Pelo documento, ele não precisa ser transferido da prisão para um hospital, mas deve ter seus cuidados de saúde aprimorados para evitar um infarto, por exemplo.
Por Redação, com ABr e Reuters – de Brasília
O ministro Alexandre de Moraes, do Supremo Tribunal Federal (STF), autorizou nesta sexta-feira a divulgação do laudo feito por médicos peritos da Polícia Federal sobre o estado de saúde do ex-presidente Jair Bolsonaro.

Pelo documento, ele não precisa ser transferido da prisão para um hospital, mas deve ter seus cuidados de saúde aprimorados para evitar um infarto, por exemplo.
Após o exame físico e a análise de exames laboratoriais e de imagem fornecidos pela defesa, a conclusão dos peritos foi que Bolsonaro é portador de sete problemas crônicos de saúde, mas que “tais comorbidades não ensejam, no momento, necessidade de transferência para cuidados em nível hospitalar”, diz o laudo.
Contudo, “é necessário otimização dos tratamentos e das medidas preventivas por profissionais especializados em decorrência do risco de complicações, principalmente eventos cardiovasculares”, acrescentaram os três médicos da PF que assinam o documento.
Os três peritos examinaram Bolsonaro em 20 de janeiro, na Papudinha, como é conhecida a unidade prisional em que está instalada a Sala de Estado-Maior na qual o ex-presidente cumpre a pena de 27 anos e três meses de prisão por ter liderado uma tentativa de golpe de Estado.

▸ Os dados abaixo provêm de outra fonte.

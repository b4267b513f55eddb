use migration::{Migrator, MigratorTrait};
use settings::Database;

mod settings;

#[tokio::main]
async fn main() -> Result<(), Box<dyn std::error::Error + Send + Sync>> {
    let settings = settings::Settings::new()?;

    tracing_subscriber::fmt()
        .with_env_filter(format!(
            "pfm={level},server={level},engine={level}",
            level = settings.app.level
        ))
        .init();

    if let Some(server) = settings.server {
        tracing::info!("Found server settings...");
        let db = parse_database(&server.database).await?;

        let engine = engine::Engine::builder().database(db).build().await?;

        let bind = server.bind.unwrap_or_else(|| "127.0.0.1".to_string());
        let addr = format!("{}:{}", bind, server.port);
        let listener = tokio::net::TcpListener::bind(addr).await?;
        server::run_with_listener(engine, listener).await?;
    }

    Ok(())
}

async fn parse_database(
    config: &settings::Database,
) -> Result<sea_orm::DatabaseConnection, Box<dyn std::error::Error + Send + Sync>> {
    let url = match config {
        Database::Memory => String::from("sqlite::memory:"),
        Database::Sqlite(path) => format!("sqlite:{}?mode=rwc", path),
    };

    let database = sea_orm::Database::connect(url).await?;
    Migrator::up(&database, None).await?;
    Ok(database)
}
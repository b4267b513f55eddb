//! Handles settings for the application. Configuration is written in
//! `settings.toml`.

use config::{Config, ConfigError, File};
use serde::Deserialize;

#[derive(Debug, Deserialize)]
pub struct App {
    /// Log level filter applied to the whole process.
    pub level: String,
}

#[derive(Debug, Deserialize)]
#[serde(rename_all = "lowercase")]
pub enum Database {
    /// In-memory SQLite, lost on shutdown. Useful for local experiments.
    Memory,
    /// SQLite file at the given path, created on first run.
    Sqlite(String),
}

#[derive(Debug, Deserialize)]
pub struct Server {
    pub database: Database,
    pub bind: Option<String>,
    pub port: u16,
}

#[derive(Debug, Deserialize)]
pub struct Settings {
    pub app: App,
    pub server: Option<Server>,
}

impl Settings {
    pub fn new() -> Result<Self, ConfigError> {
        let settings = Config::builder()
            .add_source(File::with_name("settings"))
            .build()?;

        settings.try_deserialize()
    }
}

Os médicos não constataram doenças como depressão ou pneumonia aspirativa, mas atestaram a existência das seguintes doenças no ex-presidente:
Hipertensão arterial sistêmica
Síndrome da Apneia Obstrutiva do Sono (SAOS) grave
Obesidade clínica
Aterosclerose sistêmica;
Doença do refluxo gastroesofágico
Queratose actínica
Aderências (bridas) intra-abdominais
Ainda segundo o laudo, na entrevista com os médicos Bolsonaro “não apresentou queixas compatíveis com sentimentos de menos-valia, desesperança ou anedonia [falta de prazer]”, ainda que pudesse demonstrar abatimento.

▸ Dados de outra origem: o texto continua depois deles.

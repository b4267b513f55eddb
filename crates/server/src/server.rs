use axum::{
    Router,
    extract::{Request, State},
    http::StatusCode,
    middleware::{self, Next},
    response::Response,
    routing::{get, post, put},
};
use axum_extra::{
    TypedHeader,
    headers::{Authorization, authorization::Bearer},
};

use std::sync::Arc;

use crate::{auth as auth_routes, balance, categories, transactions};
use engine::Engine;

#[derive(Clone)]
pub struct ServerState {
    pub engine: Arc<Engine>,
}

/// Resolves the bearer token to a user and stashes it in the request
/// extensions. Requests without a valid token never reach a handler.
async fn auth(
    auth_header: Option<TypedHeader<Authorization<Bearer>>>,
    State(state): State<ServerState>,
    mut request: Request,
    next: Next,
) -> Result<Response, StatusCode> {
    let Some(TypedHeader(header)) = auth_header else {
        return Err(StatusCode::UNAUTHORIZED);
    };

    let user = state
        .engine
        .user_by_token(header.token())
        .await
        .map_err(|_| StatusCode::UNAUTHORIZED)?;

    request.extensions_mut().insert(user);
    Ok(next.run(request).await)
}

/// Builds the full application router, public routes merged with the
/// token-gated ones.
pub fn router(engine: Engine) -> Router {
    let state = ServerState {
        engine: Arc::new(engine),
    };
    let protected = Router::new()
        .route(
            "/transactions",
            get(transactions::list).post(transactions::create),
        )
        .route("/transactions/search", get(transactions::search))
        .route(
            "/transactions/{id}",
            get(transactions::get_one)
                .put(transactions::update)
                .delete(transactions::remove),
        )
        .route(
            "/categories",
            get(categories::list).post(categories::create),
        )
        .route(
            "/categories/{id}",
            put(categories::update).delete(categories::remove),
        )
        .route(
            "/users/balance",
            get(balance::get_balance).put(balance::set_balance),
        )
        .route(
            "/users/bonus",
            get(balance::get_bonus).put(balance::set_bonus),
        )
        .route_layer(middleware::from_fn_with_state(state.clone(), auth));

    Router::new()
        .route("/auth/register", post(auth_routes::register))
        .route("/auth/verify", post(auth_routes::verify))
        .route("/auth/login", post(auth_routes::login))
        .merge(protected)
        .with_state(state)
}

pub async fn run(engine: Engine) {
    let listener = match tokio::net::TcpListener::bind("127.0.0.1:3000").await {
        Ok(listener) => listener,
        Err(err) => {
            tracing::error!("failed to bind server listener: {err}");
            return;
        }
    };
    if let Err(err) = run_with_listener(engine, listener).await {
        tracing::error!("server failed: {err}");
    }
}

pub async fn run_with_listener(
    engine: Engine,
    listener: tokio::net::TcpListener,
) -> Result<(), std::io::Error> {
    let addr = listener.local_addr()?;
    tracing::info!("Server listening on {}", addr);

    axum::serve(listener, router(engine)).await
}

pub fn spawn_with_listener(
    engine: Engine,
    listener: tokio::net::TcpListener,
) -> Result<std::net::SocketAddr, std::io::Error> {
    let addr = listener.local_addr()?;

    tokio::spawn(async move {
        if let Err(err) = run_with_listener(engine, listener).await {
            tracing::error!("server failed: {err}");
        }
    });

    Ok(addr)
}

Os médicos da PF inspecionaram também as instalações da Papudinha, incluindo a cela de Bolsonaro e as áreas comuns, como banheiro e academia. Ao final, os peritos fizeram quatro recomendações para melhorar as condições em que o ex-presidente é mantido:
Investigação complementar, definição diagnóstica e tratamento adequado do quadro neurológico em curso. Como medidas paliativas e provisórias, até avaliação especializada, recomenda-se:
Instalação de grades de apoio em corredores e boxes de banho do alojamento;
Instalação de campainhas de pânico/emergência adicionais e/ou outros dispositivos de monitoramento em tempo real no alojamento;
Acompanhamento contínuo nas áreas comuns;
Avaliação nutricional e prescrição dietética por profissional(is) especializado(s), direcionadas às comorbidades descritas
Prática regular de atividade física aeróbica e resistida, conforme tolerância clínica;
Tratamento fisioterápico contínuo, com ênfase em força muscular e equilíbrio postural.
Decisão
O laudo-médico foi produzido pela PF a pedido de Moraes, que determinou a medida em 15 de janeiro, ao transferir Bolsonaro de uma sala na Superintendência da PF para a Papudinha. O ministro deu agora cinco dias para que a defesa e a Procuradoria-Geral da República se manifestem sobre o laudo.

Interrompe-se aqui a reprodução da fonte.